• **PROBLEM**: Print the listing exactly, but only as far as the line containing "let config_dir = std::env::args().nth(1).unwrap_or_default();". The first line and that line are both included.

━━━━━ THE INPUT

use std::sync::Arc;

use anyhow::{Context, bail};
use pmoconfig::Config;
use pmoplayer::{ConnectContext, HttpTrackResolver};
use pmoserver::{AudioProxy, ProxyOptions, logs::init_logging};
use tokio::net::TcpListener;
use tokio_util::sync::CancellationToken;
use tracing::{info, warn};

#[tokio::main]
async fn main() -> anyhow::Result<()> {
    // ========== PHASE 1 : Configuration ==========

    // Répertoire de configuration optionnel en premier argument
    let config_dir = std::env::args().nth(1).unwrap_or_default();
    let config = Config::load_config(&config_dir)?;
    let settings = config.settings();
    let _log_handle = init_logging(&settings.logging)?;

    info!("🎶 PMOConnect {} starting", env!("CARGO_PKG_VERSION"));
    info!(config_dir = %config.config_dir().display(), "Configuration loaded");

    if settings.connect.token.trim().is_empty() {
        bail!("connect.token is not configured");
    }

    // ========== PHASE 2 : Proxy audio ==========

    let resolver = Arc::new(HttpTrackResolver::new(&settings.resolver)?);
    let proxy = AudioProxy::with_refresher(
        settings.server.proxy_base_url(),
        ProxyOptions::from(&settings.server),
        resolver.clone(),
    )?;

    let bind = format!(
        "{}:{}",
        settings.server.bind_address, settings.server.proxy_port
    );
    let listener = TcpListener::bind(&bind)
        .await
        .with_context(|| format!("cannot bind audio proxy on {bind}"))?;

    let cancel = CancellationToken::new();
    let server = tokio::spawn(proxy.clone().serve(listener, cancel.clone()));

    // ========== PHASE 3 : Session Connect ==========

    info!("🔌 Connecting renderer and Connect session...");
    let context = ConnectContext::start(settings, proxy, resolver, cancel.child_token()).await?;

    info!("✅ PMOConnect is ready!");
    info!("Press Ctrl+C to stop...");
    tokio::signal::ctrl_c().await?;

    info!("🛑 Shutdown requested");
    context.shutdown().await;
    cancel.cancel();
    match server.await {
        Ok(Ok(())) => {}
        Ok(Err(e)) => warn!(error = %e, "Audio proxy stopped with an error"),
        Err(e) => warn!(error = %e, "Audio proxy task failed"),
    }

    info!("👋 PMOConnect stopped");
    Ok(())
}
//! Relevé périodique du renderer, actif seulement en lecture.

use std::sync::Arc;
use std::time::Duration;

use pmocontrol::{Backend, PlaybackState};
use tokio::sync::mpsc;
use tokio_util::sync::CancellationToken;
use tracing::debug;

use crate::player::{Player, StatusOutcome};
use crate::router::RouterMessage;

pub struct PositionPoller<B: Backend> {
    player: Arc<Player<B>>,
    interval: Duration,
    events: mpsc::Sender<RouterMessage>,
}

impl<B: Backend> PositionPoller<B> {
    pub fn new(player: Arc<Player<B>>, interval: Duration, events: mpsc::Sender<RouterMessage>) -> Self {
        Self {
            player,
            interval,
            events,
        }
    }

    pub async fn run(self, cancel: CancellationToken) {
        let mut state = self.player.subscribe_state();
        loop {
            let playing = tokio::select! {
                _ = cancel.cancelled() => return,
                playing = state.wait_for(|s| *s == PlaybackState::Playing) => playing.is_ok(),
            };
            if !playing {
                return;
            }

            tokio::select! {
                _ = cancel.cancelled() => return,
                _ = tokio::time::sleep(self.interval) => {}
            }

            if let Some(StatusOutcome::Ended) = self.player.poll().await {
                debug!("Forwarding track end to the router");
                if self.events.send(RouterMessage::TrackEnded).await.is_err() {
                    return;
                }
            }
        }
    }
}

━━━━━━━━━━

• **ANSWER TO THE EXERCISE**:
use std::sync::Arc;

use anyhow::{Context, bail};
use pmoconfig::Config;
use pmoplayer::{ConnectContext, HttpTrackResolver};
use pmoserver::{AudioProxy, ProxyOptions, logs::init_logging};
use tokio::net::TcpListener;
use tokio_util::sync::CancellationToken;
use tracing::{info, warn};

#[tokio::main]
async fn main() -> anyhow::Result<()> {
    // ========== PHASE 1 : Configuration ==========

    // Répertoire de configuration optionnel en premier argument
    let config_dir = std::env::args().nth(1).unwrap_or_default();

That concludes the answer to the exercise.